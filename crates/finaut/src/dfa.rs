//! Deterministic automata

use std::fmt;

use crate::{
    automaton::{FiniteAutomaton, Transition},
    builder::BuildError,
    prelude::*,
};

mod sink;

/// A DFA has no transition for a state and symbol
///
/// This signals an automaton whose transition function is partial, as
/// opposed to a word the automaton rejects.
#[derive(Debug, Clone, Copy, PartialEq, Eq, thiserror::Error)]
#[error("No transition from state {state} on symbol {symbol}")]
pub struct MissingTransition {
    /// The state being stepped from
    pub state: State,
    /// The symbol with no column entry
    pub symbol: Symbol,
}

/// An immutable DFA
///
/// Symbols outside the alphabet are read through the [`DEFAULT`] column.
#[derive(Debug, Clone, PartialEq, Eq)]
pub struct Dfa {
    states: BTreeSet<State>,
    initial: State,
    accept: BTreeSet<State>,
    table: BTreeMap<State, BTreeMap<Symbol, State>>,
    alphabet: BTreeSet<Symbol>,
    names: BTreeMap<State, String>,
}

impl Dfa {
    pub(crate) fn from_parts(
        states: BTreeSet<State>,
        initial: State,
        accept: BTreeSet<State>,
        table: BTreeMap<State, BTreeMap<Symbol, State>>,
        alphabet: BTreeSet<Symbol>,
        names: BTreeMap<State, String>,
    ) -> Self {
        Self {
            states,
            initial,
            accept,
            table,
            alphabet,
            names,
        }
    }

    /// The single initial state
    #[inline]
    #[must_use]
    pub fn initial_state(&self) -> State { self.initial }

    /// The column consulted when reading `symbol`
    #[inline]
    #[must_use]
    pub fn column(&self, symbol: Symbol) -> Symbol {
        if self.alphabet.contains(&symbol) {
            symbol
        } else {
            DEFAULT
        }
    }

    /// Like [`step`](Self::step), returning `None` for a missing transition
    #[must_use]
    pub fn try_step(&self, state: State, symbol: Symbol) -> Option<State> {
        if symbol == EPSILON {
            return self.states.contains(&state).then_some(state);
        }

        self.table.get(&state)?.get(&self.column(symbol)).copied()
    }

    /// Follow the transition for `symbol` out of `state`
    ///
    /// Reading [`EPSILON`] stays in place.
    ///
    /// # Errors
    /// Returns [`MissingTransition`] if the transition is not defined.
    #[inline]
    pub fn step(&self, state: State, symbol: Symbol) -> Result<State, MissingTransition> {
        self.try_step(state, symbol)
            .ok_or(MissingTransition { state, symbol })
    }

    /// The outgoing transitions of a state, keyed by column
    pub fn row(&self, state: State) -> impl Iterator<Item = (Symbol, State)> + '_ {
        self.table
            .get(&state)
            .into_iter()
            .flatten()
            .map(|(&s, &t)| (s, t))
    }

    pub(crate) fn complemented(mut self) -> Self {
        self.accept = self.states.difference(&self.accept).copied().collect();
        self
    }
}

impl FiniteAutomaton for Dfa {
    #[inline]
    fn states(&self) -> &BTreeSet<State> { &self.states }

    #[inline]
    fn initial_states(&self) -> BTreeSet<State> { [self.initial].into() }

    #[inline]
    fn final_states(&self) -> &BTreeSet<State> { &self.accept }

    #[inline]
    fn alphabet(&self) -> &BTreeSet<Symbol> { &self.alphabet }

    fn transition_set(&self) -> BTreeSet<Transition> {
        self.table
            .iter()
            .flat_map(|(&from, row)| {
                row.iter()
                    .map(move |(&symbol, &to)| Transition { from, symbol, to })
            })
            .collect()
    }

    #[inline]
    fn state_name(&self, state: State) -> Option<&str> {
        self.names.get(&state).map(String::as_str)
    }

    fn run<I: IntoIterator<Item = Symbol>>(&self, word: I) -> Result<bool, MissingTransition> {
        let mut state = self.initial;
        for symbol in word {
            state = self.step(state, symbol)?;
        }

        Ok(self.accept.contains(&state))
    }

    /// Brzozowski's algorithm: reverse and determinize twice
    fn minimize(&self) -> Result<Dfa, BuildError> {
        let min = self.reverse().determinize()?.reverse().determinize()?;
        debug!(
            before = self.states.len(),
            after = min.states.len(),
            "Minimized DFA"
        );
        Ok(min)
    }
}

impl fmt::Display for Dfa {
    fn fmt(&self, f: &mut fmt::Formatter<'_>) -> fmt::Result {
        for &state in &self.states {
            let name = self.names.get(&state).map_or_else(String::new, |n| format!(" ({n})"));
            let init = if state == self.initial { ">" } else { " " };
            let fin = if self.accept.contains(&state) { "*" } else { " " };
            writeln!(f, "{init}{fin}{state}{name}")?;

            for (symbol, to) in self.row(state) {
                writeln!(f, "    {symbol} -> {to}")?;
            }
        }

        Ok(())
    }
}

#[cfg(test)]
mod test {
    use super::MissingTransition;
    use crate::{DfaBuilder, EPSILON, FiniteAutomaton, RegularExpression, symbol, symbols};

    fn ab() -> super::Dfa {
        let mut b = DfaBuilder::new();
        let s0 = b.add_initial_state().unwrap();
        let s1 = b.add_state().unwrap();
        let s2 = b.add_final_state().unwrap();
        let s3 = b.add_state().unwrap();
        b.add_transition(s0, symbol('a'), s1).unwrap();
        b.add_transition(s1, symbol('b'), s2).unwrap();
        // unreachable duplicate of s1
        b.add_transition(s3, symbol('b'), s2).unwrap();
        b.build().unwrap()
    }

    #[test]
    fn step_and_missing_transition() {
        let dfa = ab();
        assert_eq!(dfa.step(0, symbol('a')), Ok(1));
        assert_eq!(dfa.step(0, EPSILON), Ok(0));
        assert_eq!(
            dfa.step(0, symbol('z')),
            Err(MissingTransition {
                state: 0,
                symbol: symbol('z'),
            })
        );
        assert_eq!(dfa.run_str("ab"), Ok(true));
        assert_eq!(dfa.run_str("aa"), Ok(false));
        assert!(dfa.run_str("az").is_err());
    }

    #[test]
    fn minimize_drops_redundant_states() {
        let dfa = ab();
        let min = dfa.minimize().unwrap();
        // start, after a, after ab, dead
        assert_eq!(min.states().len(), 4);
        assert_eq!(min.run_str("ab"), Ok(true));
        assert_eq!(min.run_str("ba"), Ok(false));
        assert_eq!(min.minimize().unwrap().states().len(), 4);
    }

    #[test]
    fn complement_flips_language() {
        let c = ab().complement().unwrap();
        for (word, expected) in [
            ("", true),
            ("a", true),
            ("ab", false),
            ("abb", true),
            ("ba", true),
        ] {
            assert_eq!(c.run_str(word), Ok(expected), "{word:?}");
        }

        let cc = c.complement().unwrap();
        assert_eq!(cc.run_str("ab"), Ok(true));
        assert_eq!(cc.run_str("b"), Ok(false));
    }

    #[test]
    fn emptiness() {
        assert!(!ab().is_empty());

        let mut b = DfaBuilder::new();
        let s0 = b.add_initial_state().unwrap();
        let s1 = b.add_state().unwrap();
        let s2 = b.add_final_state().unwrap();
        b.add_transition(s0, 0, s1).unwrap();
        b.add_transition(s2, 0, s1).unwrap();
        let dfa = b.build().unwrap();
        assert!(dfa.is_empty());
        assert!(dfa.minimize().unwrap().final_states().is_empty());

        let eps = RegularExpression::parse("").unwrap();
        assert!(!eps.is_empty());
        assert!(eps.complement().unwrap().is_empty());
    }

    #[test]
    fn minimal_a_star() {
        let min = RegularExpression::parse("a*").unwrap().minimize().unwrap();
        assert_eq!(min.states().len(), 1);
        assert_eq!(min.run(symbols("aaaa")), Ok(true));
    }
}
★ ★ ★ ★
[TASK DESCRIPTION] Type the entries out again so that they match exactly.

[WRITTEN RESPONSE]
filename crates/finaut/src/dfa.rs
//! Deterministic automata

use std::fmt;

use crate::{
    automaton::{FiniteAutomaton, Transition},
    builder::BuildError,
    prelude::*,
};

mod sink;

/// A DFA has no transition for a state and symbol
///
/// This signals an automaton whose transition function is partial, as
/// opposed to a word the automaton rejects.
#[derive(Debug, Clone, Copy, PartialEq, Eq, thiserror::Error)]
#[error("No transition from state {state} on symbol {symbol}")]
pub struct MissingTransition {
    /// The state being stepped from
    pub state: State,
    /// The symbol with no column entry
    pub symbol: Symbol,
}

/// An immutable DFA
///
/// Symbols outside the alphabet are read through the [`DEFAULT`] column.
#[derive(Debug, Clone, PartialEq, Eq)]
pub struct Dfa {
    states: BTreeSet<State>,
    initial: State,
    accept: BTreeSet<State>,
    table: BTreeMap<State, BTreeMap<Symbol, State>>,
    alphabet: BTreeSet<Symbol>,
    names: BTreeMap<State, String>,
}

impl Dfa {
    pub(crate) fn from_parts(
        states: BTreeSet<State>,
        initial: State,
        accept: BTreeSet<State>,
        table: BTreeMap<State, BTreeMap<Symbol, State>>,
        alphabet: BTreeSet<Symbol>,
        names: BTreeMap<State, String>,
    ) -> Self {
        Self {
            states,
            initial,
            accept,
            table,
            alphabet,
            names,
        }
    }

    /// The single initial state
    #[inline]
    #[must_use]
    pub fn initial_state(&self) -> State { self.initial }

    /// The column consulted when reading `symbol`
    #[inline]
    #[must_use]
    pub fn column(&self, symbol: Symbol) -> Symbol {
        if self.alphabet.contains(&symbol) {
            symbol
        } else {
            DEFAULT
        }
    }

    /// Like [`step`](Self::step), returning `None` for a missing transition
    #[must_use]
    pub fn try_step(&self, state: State, symbol: Symbol) -> Option<State> {
        if symbol == EPSILON {
            return self.states.contains(&state).then_some(state);
        }

        self.table.get(&state)?.get(&self.column(symbol)).copied()
    }

    /// Follow the transition for `symbol` out of `state`
    ///
    /// Reading [`EPSILON`] stays in place.
    ///
    /// # Errors
    /// Returns [`MissingTransition`] if the transition is not defined.
    #[inline]
    pub fn step(&self, state: State, symbol: Symbol) -> Result<State, MissingTransition> {
        self.try_step(state, symbol)
            .ok_or(MissingTransition { state, symbol })
    }

    /// The outgoing transitions of a state, keyed by column
    pub fn row(&self, state: State) -> impl Iterator<Item = (Symbol, State)> + '_ {
        self.table
            .get(&state)
            .into_iter()
            .flatten()
            .map(|(&s, &t)| (s, t))
    }

    pub(crate) fn complemented(mut self) -> Self {
        self.accept = self.states.difference(&self.accept).copied().collect();
        self
    }
}

impl FiniteAutomaton for Dfa {
    #[inline]
    fn states(&self) -> &BTreeSet<State> { &self.states }

    #[inline]
    fn initial_states(&self) -> BTreeSet<State> { [self.initial].into() }

    #[inline]
    fn final_states(&self) -> &BTreeSet<State> { &self.accept }

    #[inline]
    fn alphabet(&self) -> &BTreeSet<Symbol> { &self.alphabet }

    fn transition_set(&self) -> BTreeSet<Transition> {
        self.table
            .iter()
            .flat_map(|(&from, row)| {
                row.iter()
                    .map(move |(&symbol, &to)| Transition { from, symbol, to })
            })
            .collect()
    }

    #[inline]
    fn state_name(&self, state: State) -> Option<&str> {
        self.names.get(&state).map(String::as_str)
    }

    fn run<I: IntoIterator<Item = Symbol>>(&self, word: I) -> Result<bool, MissingTransition> {
        let mut state = self.initial;
        for symbol in word {
            state = self.step(state, symbol)?;
        }

        Ok(self.accept.contains(&state))
    }

    /// Brzozowski's algorithm: reverse and determinize twice
    fn minimize(&self) -> Result<Dfa, BuildError> {
        let min = self.reverse().determinize()?.reverse().determinize()?;
        debug!(
            before = self.states.len(),
            after = min.states.len(),
            "Minimized DFA"
        );
        Ok(min)
    }
}

impl fmt::Display for Dfa {
    fn fmt(&self, f: &mut fmt::Formatter<'_>) -> fmt::Result {
        for &state in &self.states {
            let name = self.names.get(&state).map_or_else(String::new, |n| format!(" ({n})"));
            let init = if state == self.initial { ">" } else { " " };
            let fin = if self.accept.contains(&state) { "*" } else { " " };
            writeln!(f, "{init}{fin}{state}{name}")?;

            for (symbol, to) in self.row(state) {
                writeln!(f, "    {symbol} -> {to}")?;
            }
        }

        Ok(())
    }
}

#[cfg(test)]
mod test {
    use super::MissingTransition;
    use crate::{DfaBuilder, EPSILON, FiniteAutomaton, RegularExpression, symbol, symbols};

    fn ab() -> super::Dfa {
        let mut b = DfaBuilder::new();
        let s0 = b.add_initial_state().unwrap();
        let s1 = b.add_state().unwrap();
        let s2 = b.add_final_state().unwrap();
        let s3 = b.add_state().unwrap();
        b.add_transition(s0, symbol('a'), s1).unwrap();
        b.add_transition(s1, symbol('b'), s2).unwrap();
        // unreachable duplicate of s1
        b.add_transition(s3, symbol('b'), s2).unwrap();
        b.build().unwrap()
    }

    #[test]
    fn step_and_missing_transition() {
        let dfa = ab();
        assert_eq!(dfa.step(0, symbol('a')), Ok(1));
        assert_eq!(dfa.step(0, EPSILON), Ok(0));
        assert_eq!(
            dfa.step(0, symbol('z')),
            Err(MissingTransition {
                state: 0,
                symbol: symbol('z'),
            })
        );
        assert_eq!(dfa.run_str("ab"), Ok(true));
        assert_eq!(dfa.run_str("aa"), Ok(false));
        assert!(dfa.run_str("az").is_err());
    }

    #[test]
    fn minimize_drops_redundant_states() {
        let dfa = ab();
        let min = dfa.minimize().unwrap();
        // start, after a, after ab, dead
        assert_eq!(min.states().len(), 4);
        assert_eq!(min.run_str("ab"), Ok(true));
        assert_eq!(min.run_str("ba"), Ok(false));
        assert_eq!(min.minimize().unwrap().states().len(), 4);
    }

    #[test]
    fn complement_flips_language() {
        let c = ab().complement().unwrap();
        for (word, expected) in [
            ("", true),
            ("a", true),
            ("ab", false),
            ("abb", true),
            ("ba", true),
        ] {
            assert_eq!(c.run_str(word), Ok(expected), "{word:?}");
        }

        let cc = c.complement().unwrap();
        assert_eq!(cc.run_str("ab"), Ok(true));
        assert_eq!(cc.run_str("b"), Ok(false));
    }

    #[test]
    fn emptiness() {
        assert!(!ab().is_empty());

        let mut b = DfaBuilder::new();
        let s0 = b.add_initial_state().unwrap();
        let s1 = b.add_state().unwrap();
        let s2 = b.add_final_state().unwrap();
        b.add_transition(s0, 0, s1).unwrap();
        b.add_transition(s2, 0, s1).unwrap();
        let dfa = b.build().unwrap();
        assert!(dfa.is_empty());
        assert!(dfa.minimize().unwrap().final_states().is_empty());

        let eps = RegularExpression::parse("").unwrap();
        assert!(!eps.is_empty());
        assert!(eps.complement().unwrap().is_empty());
    }

    #[test]
    fn minimal_a_star() {
        let min = RegularExpression::parse("a*").unwrap().minimize().unwrap();
        assert_eq!(min.states().len(), 1);
        assert_eq!(min.run(symbols("aaaa")), Ok(true));
    }
}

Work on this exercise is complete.